In 2016, Madsen served on the following committees:
- Social Services Appropriations Subcommittee
- Executive Offices and Criminal Justice Appropriations Subcommittee
- Public Education Appropriations Subcommittee
- Senate Education Committee
- Senate Judiciary, Law Enforcement, and Criminal Justice Committee (chair)
- Senate Rules Committee

At the end of the 2016 legislative session, Madsen announced that he no longer planned to run for office but would instead leave the United States to reside in South America for a time.

In July 2016, Madsen switched from the Republican to the Libertarian Party and endorsed Gary Johnson for president.

== Legislation ==

===2016 sponsored bills===

| Bill number and Title | Bill status |
|---|---|
| S.B. 73 Medical Cannabis Act | Senate/Filed for bills not passed 3/10/2016 |
| S.B. 221 Capitol Protocol Amendments | Governor Signed 3/23/2016 |
| S.B. 226 Civil Actions Involving Law Enforcement Officers or Emergency Vehicle Operators | Senate/Filed for bills not passed 3/10/2016 |
| S.B. 254 Administrative Subpoena Amendments | Senate/Filed for bills not passed 3/10/2016 |

===Notable legislation===
In the 2008 session of the state legislature, Madsen was chief sponsor of SB 210, a bill that required proof of citizenship to be presented in order for Utahns to register to vote.

Local Salt Lake City media erroneously reported that S.B. 247, which Madsen sponsored, would honor Utah native gun creator John M. Browning on the current Martin Luther King Jr. holiday, as Madsen had originally proposed. He was criticized greatly for this. However, the language that Madsen ultimately put into the bill, S.B. 247S03, which passed both houses of the Utah Legislature and was signed into law, recognized John M. Browning on January 24, 2011.

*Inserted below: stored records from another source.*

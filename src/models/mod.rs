pub mod document;
pub mod presence;
pub mod messages;
pub mod health;
pub mod diagnostics;
pub mod doc_snapshot;
pub mod doc_delete;
pub mod error;

pub use document::*;
pub use presence::*;
pub use messages::*;
pub use health::*;
pub use diagnostics::*;
pub use doc_snapshot::*;
pub use doc_delete::*;
pub use error::*;
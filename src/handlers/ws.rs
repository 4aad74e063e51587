use axum::{
    extract::{ws::WebSocketUpgrade, Query, State},
    response::Response,
};
use serde::Deserialize;
use tracing::info;

use crate::state::AppState;
use crate::ws::serve_connection;

#[derive(Debug, Deserialize)]
pub struct WsParams {
    pub doc: Option<String>,
}

/// WebSocket handler
pub async fn websocket_handler(
    ws: WebSocketUpgrade,
    Query(params): Query<WsParams>,
    State(state): State<AppState>,
) -> Response {
    let doc_id = params
        .doc
        .filter(|d| !d.is_empty())
        .unwrap_or_else(|| state.default_doc_id.clone());
    info!("New WebSocket connection attempt for document {}", doc_id);
    ws.on_upgrade(move |socket| serve_connection(socket, doc_id, state.registry))
}
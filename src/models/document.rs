use std::collections::HashMap;
use serde::{Deserialize, Serialize};
use utoipa::ToSchema;

pub const DEFAULT_TAB_ID: &str = "1";
pub const DEFAULT_TAB_NAME: &str = "Untitled";
pub const DEFAULT_LANGUAGE: &str = "plaintext";

fn default_language() -> String {
    DEFAULT_LANGUAGE.to_string()
}

/// A single editor tab. Content is always the full text, never a diff.
#[derive(Debug, Clone, PartialEq, Eq, Serialize, Deserialize, ToSchema)]
pub struct Tab {
    pub id: String,
    #[serde(default)]
    pub name: String,
    #[serde(default)]
    pub content: String,
    #[serde(default)]
    pub notes: String,
}

impl Tab {
    pub fn untitled() -> Self {
        Self {
            id: DEFAULT_TAB_ID.to_string(),
            name: DEFAULT_TAB_NAME.to_string(),
            content: String::new(),
            notes: String::new(),
        }
    }
}

/// Persisted snapshot of a document.
///
/// This is what lands in the store on every save and what travels over the
/// update channel between replicas.
#[derive(Debug, Clone, PartialEq, Eq, Serialize, Deserialize, ToSchema)]
#[serde(rename_all = "camelCase")]
pub struct DocumentState {
    #[serde(default)]
    pub tabs: Vec<Tab>,
    #[serde(default)]
    pub active_tab_id: String,
    #[serde(default = "default_language")]
    pub language: String,
    /// uuid -> display name of the users known when the snapshot was taken
    #[serde(default)]
    pub users: HashMap<String, String>,
    #[serde(default)]
    pub version: i64,
    /// Unix timestamp in milliseconds
    #[serde(default)]
    pub last_modified: i64,
    /// Replica that wrote this snapshot
    #[serde(default, skip_serializing_if = "Option::is_none")]
    pub origin: Option<String>,
}

impl Default for DocumentState {
    fn default() -> Self {
        Self {
            tabs: Vec::new(),
            active_tab_id: String::new(),
            language: default_language(),
            users: HashMap::new(),
            version: 0,
            last_modified: 0,
            origin: None,
        }
    }
}

impl DocumentState {
    /// Blank state with the minimum-tab invariant already applied.
    pub fn untitled() -> Self {
        let mut state = Self::default();
        state.ensure_minimum_tabs();
        state
    }

    /// True when nothing was ever persisted for this document.
    pub fn is_blank(&self) -> bool {
        self.version == 0 && self.tabs.is_empty()
    }

    /// Keep at least one tab around and make sure `active_tab_id` names one of them.
    pub fn ensure_minimum_tabs(&mut self) {
        if self.tabs.is_empty() {
            self.tabs.push(Tab::untitled());
            self.active_tab_id = DEFAULT_TAB_ID.to_string();
            return;
        }
        if !self.has_tab(&self.active_tab_id) {
            self.active_tab_id = self.tabs[0].id.clone();
        }
    }

    pub fn has_tab(&self, tab_id: &str) -> bool {
        self.tabs.iter().any(|t| t.id == tab_id)
    }

    pub fn tab_mut(&mut self, tab_id: &str) -> Option<&mut Tab> {
        self.tabs.iter_mut().find(|t| t.id == tab_id)
    }

    /// Last-writer-wins ordering: version first, then `last_modified`.
    pub fn is_newer_than(&self, version: i64, last_modified: i64) -> bool {
        self.version > version || (self.version == version && self.last_modified > last_modified)
    }
}

#[cfg(test)]
mod tests {
    use super::*;

    fn tab(id: &str) -> Tab {
        Tab {
            id: id.to_string(),
            name: format!("Tab {id}"),
            content: String::new(),
            notes: String::new(),
        }
    }

    #[test]
    fn empty_state_gets_a_default_tab() {
        let mut state = DocumentState::default();
        assert!(state.is_blank());

        state.ensure_minimum_tabs();
        assert_eq!(state.tabs, vec![Tab::untitled()]);
        assert_eq!(state.active_tab_id, DEFAULT_TAB_ID);
    }

    #[test]
    fn dangling_active_tab_is_repaired() {
        let mut state = DocumentState {
            tabs: vec![tab("a"), tab("b")],
            active_tab_id: "gone".to_string(),
            ..DocumentState::default()
        };
        state.ensure_minimum_tabs();
        assert_eq!(state.active_tab_id, "a");
        assert_eq!(state.tabs.len(), 2);
    }

    #[test]
    fn decodes_sparse_snapshot() {
        let state: DocumentState =
            serde_json::from_str(r#"{"tabs":[{"id":"x"}],"version":3}"#).unwrap();
        assert_eq!(state.language, DEFAULT_LANGUAGE);
        assert_eq!(state.tabs[0].name, "");
        assert_eq!(state.version, 3);
        assert!(state.origin.is_none());
    }

    #[test]
    fn newer_compares_version_then_timestamp() {
        let state = DocumentState {
            version: 4,
            last_modified: 100,
            ..DocumentState::default()
        };
        assert!(state.is_newer_than(3, 500));
        assert!(state.is_newer_than(4, 99));
        assert!(!state.is_newer_than(4, 100));
        assert!(!state.is_newer_than(5, 0));
    }
}
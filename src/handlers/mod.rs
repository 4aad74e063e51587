pub mod health;
pub mod diagnostics;
pub mod doc_snapshot;
pub mod doc_delete;
pub mod ws;

pub use health::*;
pub use diagnostics::*;
pub use doc_snapshot::*;
pub use doc_delete::*;
pub use ws::*;
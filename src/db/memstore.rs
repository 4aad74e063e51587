use std::collections::HashMap;
use std::sync::Mutex;
use std::time::{Duration, Instant};

use async_trait::async_trait;
use tokio::sync::broadcast;
use tracing::debug;

use super::{next_last_modified, DocumentStore, StoreError, StoreEvent, DOCUMENT_TTL, SUBSCRIPTION_CAPACITY};
use crate::models::DocumentState;

struct StoredSnapshot {
    data: String,
    version: i64,
    last_modified: i64,
    expires_at: Instant,
}

#[derive(Default)]
struct Inner {
    docs: HashMap<String, StoredSnapshot>,
    channels: HashMap<String, broadcast::Sender<StoreEvent>>,
}

impl Inner {
    fn publish(&mut self, doc_id: &str, event: StoreEvent) {
        if let Some(tx) = self.channels.get(doc_id) {
            if tx.send(event).is_err() {
                // nobody listening anymore
                self.channels.remove(doc_id);
            }
        }
    }

    fn live(&mut self, doc_id: &str) -> Option<&StoredSnapshot> {
        let expired = self
            .docs
            .get(doc_id)
            .is_some_and(|s| s.expires_at <= Instant::now());
        if expired {
            debug!("Snapshot for document {} expired", doc_id);
            self.docs.remove(doc_id);
        }
        self.docs.get(doc_id)
    }
}

/// In-process store with the same semantics as [`super::PgStore`].
///
/// Replicas sharing one `Arc<MemoryStore>` see each other's updates, which is
/// what the tests and single-process development runs rely on.
pub struct MemoryStore {
    inner: Mutex<Inner>,
    ttl: Duration,
}

impl MemoryStore {
    pub fn new() -> Self {
        Self::with_ttl(DOCUMENT_TTL)
    }

    pub fn with_ttl(ttl: Duration) -> Self {
        Self {
            inner: Mutex::new(Inner::default()),
            ttl,
        }
    }

    fn lock(&self) -> std::sync::MutexGuard<'_, Inner> {
        // state stays consistent even if a holder panicked mid-test
        self.inner.lock().unwrap_or_else(|poisoned| poisoned.into_inner())
    }
}

impl Default for MemoryStore {
    fn default() -> Self {
        Self::new()
    }
}

#[async_trait]
impl DocumentStore for MemoryStore {
    async fn ping(&self) -> Result<(), StoreError> {
        Ok(())
    }

    async fn save_document(&self, doc_id: &str, state: &mut DocumentState) -> Result<(), StoreError> {
        let mut inner = self.lock();
        let (current_version, previous_modified) = inner
            .live(doc_id)
            .map(|s| (s.version, s.last_modified))
            .unwrap_or((0, 0));

        state.version = current_version + 1;
        state.last_modified = next_last_modified(previous_modified.max(state.last_modified));
        let data = serde_json::to_string(state)?;

        inner.docs.insert(
            doc_id.to_string(),
            StoredSnapshot {
                data,
                version: state.version,
                last_modified: state.last_modified,
                expires_at: Instant::now() + self.ttl,
            },
        );
        inner.publish(doc_id, StoreEvent::Updated(state.clone()));
        Ok(())
    }

    async fn load_document(&self, doc_id: &str) -> Result<DocumentState, StoreError> {
        let mut inner = self.lock();
        match inner.live(doc_id) {
            Some(snapshot) => Ok(serde_json::from_str(&snapshot.data)?),
            None => Ok(DocumentState::default()),
        }
    }

    async fn delete_document(&self, doc_id: &str) -> Result<(), StoreError> {
        let mut inner = self.lock();
        inner.docs.remove(doc_id);
        inner.publish(doc_id, StoreEvent::Deleted);
        Ok(())
    }

    async fn subscribe(&self, doc_id: &str) -> Result<broadcast::Receiver<StoreEvent>, StoreError> {
        let mut inner = self.lock();
        let tx = inner
            .channels
            .entry(doc_id.to_string())
            .or_insert_with(|| broadcast::channel(SUBSCRIPTION_CAPACITY).0);
        Ok(tx.subscribe())
    }
}

#[cfg(test)]
mod tests {
    use super::*;
    use crate::models::Tab;

    fn state_with(content: &str) -> DocumentState {
        DocumentState {
            tabs: vec![Tab {
                id: "1".into(),
                name: "Main".into(),
                content: content.into(),
                notes: "# notes".into(),
            }],
            active_tab_id: "1".into(),
            language: "rust".into(),
            origin: Some("replica-a".into()),
            ..DocumentState::default()
        }
    }

    #[tokio::test]
    async fn save_then_load_bumps_version_by_one() {
        let store = MemoryStore::new();
        let mut state = state_with("fn main() {}");
        store.save_document("doc", &mut state).await.unwrap();
        let first = store.load_document("doc").await.unwrap();
        assert_eq!(first.version, 1);

        let mut next = state_with("fn main() { println!(); }");
        store.save_document("doc", &mut next).await.unwrap();
        let second = store.load_document("doc").await.unwrap();

        assert_eq!(second.version, first.version + 1);
        assert!(second.last_modified > first.last_modified);
        assert_eq!(second.tabs, next.tabs);
        assert_eq!(second.language, "rust");
        assert_eq!(second.active_tab_id, "1");
    }

    #[tokio::test]
    async fn missing_document_loads_blank() {
        let store = MemoryStore::new();
        let state = store.load_document("nope").await.unwrap();
        assert!(state.is_blank());
        assert_eq!(state.language, "plaintext");
    }

    #[tokio::test]
    async fn subscribers_see_saves_and_deletes() {
        let store = MemoryStore::new();
        let mut rx = store.subscribe("doc").await.unwrap();
        let mut other = store.subscribe("other").await.unwrap();

        let mut state = state_with("hello");
        store.save_document("doc", &mut state).await.unwrap();
        match rx.recv().await.unwrap() {
            StoreEvent::Updated(s) => {
                assert_eq!(s.version, 1);
                assert_eq!(s.origin.as_deref(), Some("replica-a"));
                assert_eq!(s.tabs[0].content, "hello");
            }
            StoreEvent::Deleted => panic!("expected update"),
        }

        store.delete_document("doc").await.unwrap();
        assert!(matches!(rx.recv().await.unwrap(), StoreEvent::Deleted));
        assert!(store.load_document("doc").await.unwrap().is_blank());
        assert!(other.try_recv().is_err());
    }

    #[tokio::test]
    async fn expired_snapshots_are_gone() {
        let store = MemoryStore::with_ttl(Duration::from_millis(20));
        let mut state = state_with("short lived");
        store.save_document("doc", &mut state).await.unwrap();
        tokio::time::sleep(Duration::from_millis(50)).await;

        assert!(store.load_document("doc").await.unwrap().is_blank());
        let mut again = state_with("again");
        store.save_document("doc", &mut again).await.unwrap();
        assert_eq!(again.version, 1);
    }
}
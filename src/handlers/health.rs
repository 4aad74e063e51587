use axum::{extract::State, http::StatusCode, Json};
use tracing::{debug, error};

use crate::models::{ErrorResponse, HealthResponse};
use crate::state::AppState;

/// Health check endpoint
pub async fn health_check() -> Json<HealthResponse> {
    debug!("Health check requested");
    Json(HealthResponse::ok("Server is running"))
}

/// Readiness check endpoint, fails while the document store is unreachable
pub async fn ready_check(
    State(state): State<AppState>,
) -> Result<Json<HealthResponse>, (StatusCode, Json<ErrorResponse>)> {
    debug!("Readiness check requested");
    match state.store.ping().await {
        Ok(()) => Ok(Json(HealthResponse::ok("Service is ready"))),
        Err(e) => {
            error!("Readiness check failed: {}", e);
            Err(ErrorResponse::reply(
                StatusCode::SERVICE_UNAVAILABLE,
                format!("Document store unavailable: {}", e),
            ))
        }
    }
}
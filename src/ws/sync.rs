use std::ops::ControlFlow;

use tokio::sync::mpsc;
use tokio::task::JoinHandle;
use tracing::debug;

use crate::db::{subscribe_to_updates, DocumentStore, StoreError, StoreEvent};

use super::hub::HubCommand;

/// Subscribe the hub of `doc_id` to store updates from other replicas.
///
/// Snapshots this replica wrote itself are dropped. Returns once the
/// subscription is live; the forwarding loop runs until the hub goes away.
pub async fn spawn_synchronizer(
    store: &dyn DocumentStore,
    doc_id: &str,
    instance_id: String,
    hub_tx: mpsc::UnboundedSender<HubCommand>,
) -> Result<JoinHandle<()>, StoreError> {
    let pump = subscribe_to_updates(store, doc_id, move |event| {
        let command = match event {
            StoreEvent::Updated(state) if state.origin.as_deref() == Some(instance_id.as_str()) => {
                return ControlFlow::Continue(());
            }
            StoreEvent::Updated(state) => HubCommand::Remote(state),
            StoreEvent::Deleted => HubCommand::RemoteDeleted,
        };
        match hub_tx.send(command) {
            Ok(()) => ControlFlow::Continue(()),
            Err(_) => ControlFlow::Break(()),
        }
    })
    .await?;

    debug!("Synchronizer subscribed to document {}", doc_id);
    Ok(tokio::spawn(pump))
}
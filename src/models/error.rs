use axum::http::StatusCode;
use axum::Json;
use serde::{Deserialize, Serialize};
use utoipa::ToSchema;

/// Response for an error
#[derive(Serialize, Deserialize, ToSchema)]
pub struct ErrorResponse {
    pub code: u16,
    pub status: String,
    pub error: String,
}

impl ErrorResponse {
    /// Build the `(status, body)` pair handlers return on failure.
    pub fn reply(status: StatusCode, error: impl Into<String>) -> (StatusCode, Json<ErrorResponse>) {
        (
            status,
            Json(ErrorResponse {
                code: status.as_u16(),
                status: status.to_string(),
                error: error.into(),
            }),
        )
    }
}
use crate::handlers::{diagnostics, doc_delete, doc_snapshot, health_check, ready_check};
use crate::state::AppState;
use axum::{routing::get, Router};

/// Create API routes
pub fn create_api_routes() -> Router<AppState> {
    Router::<AppState>::new()
        .route("/health", get(health_check))
        .route("/ready", get(ready_check))
        .route("/v1/diagnostics", get(diagnostics))
        .route("/v1/documents/:doc_id", get(doc_snapshot).delete(doc_delete))
}
/// Runs a closure when dropped, whichever way the owning scope is left.
///
/// Client tasks hold one to detach from their hub even when they bail out
/// early or get aborted.
pub struct ScopeGuard<F: FnOnce()> {
    on_drop: Option<F>,
}

impl<F: FnOnce()> ScopeGuard<F> {
    pub fn new(on_drop: F) -> Self {
        Self { on_drop: Some(on_drop) }
    }
}

impl<F: FnOnce()> Drop for ScopeGuard<F> {
    fn drop(&mut self) {
        if let Some(on_drop) = self.on_drop.take() {
            on_drop();
        }
    }
}

#[cfg(test)]
mod tests {
    use super::*;
    use std::cell::Cell;

    #[test]
    fn runs_once_on_early_return() {
        let calls = Cell::new(0);
        let run = |bail: bool| {
            let _guard = ScopeGuard::new(|| calls.set(calls.get() + 1));
            if bail {
                return;
            }
            calls.set(calls.get() + 10);
        };
        run(true);
        assert_eq!(calls.get(), 1);
        run(false);
        assert_eq!(calls.get(), 12);
    }
}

In 2015, Senator Madsen introduced a medical marijuana bill, S.B.259, which failed because the legislature wanted to study the issue further during the interim before acting. In 2016, Madsen once again presented a medical marijuana bill. During this session, Madsen's bill had competition. Senator Evan Vickers introduced S.B. 89, this bill was a scaled back marijuana bill. During the session his difficulties increased when the Church of Jesus Christ of Latter-Day Saints said it opposed his bill. Still, Madsen, who is Mormon, continued to support his bill because polls show most Utah residents support the proposed law. "It would be immoral to back down," he said. After making 7 amendments to the bill, the LDS Church acknowledged that the changes were substantial. The bill, S.B. 73, passed out of the Senate, but died in the House Health and Human Services Committee. Neither of the marijuana bills passed during the 2016 Session.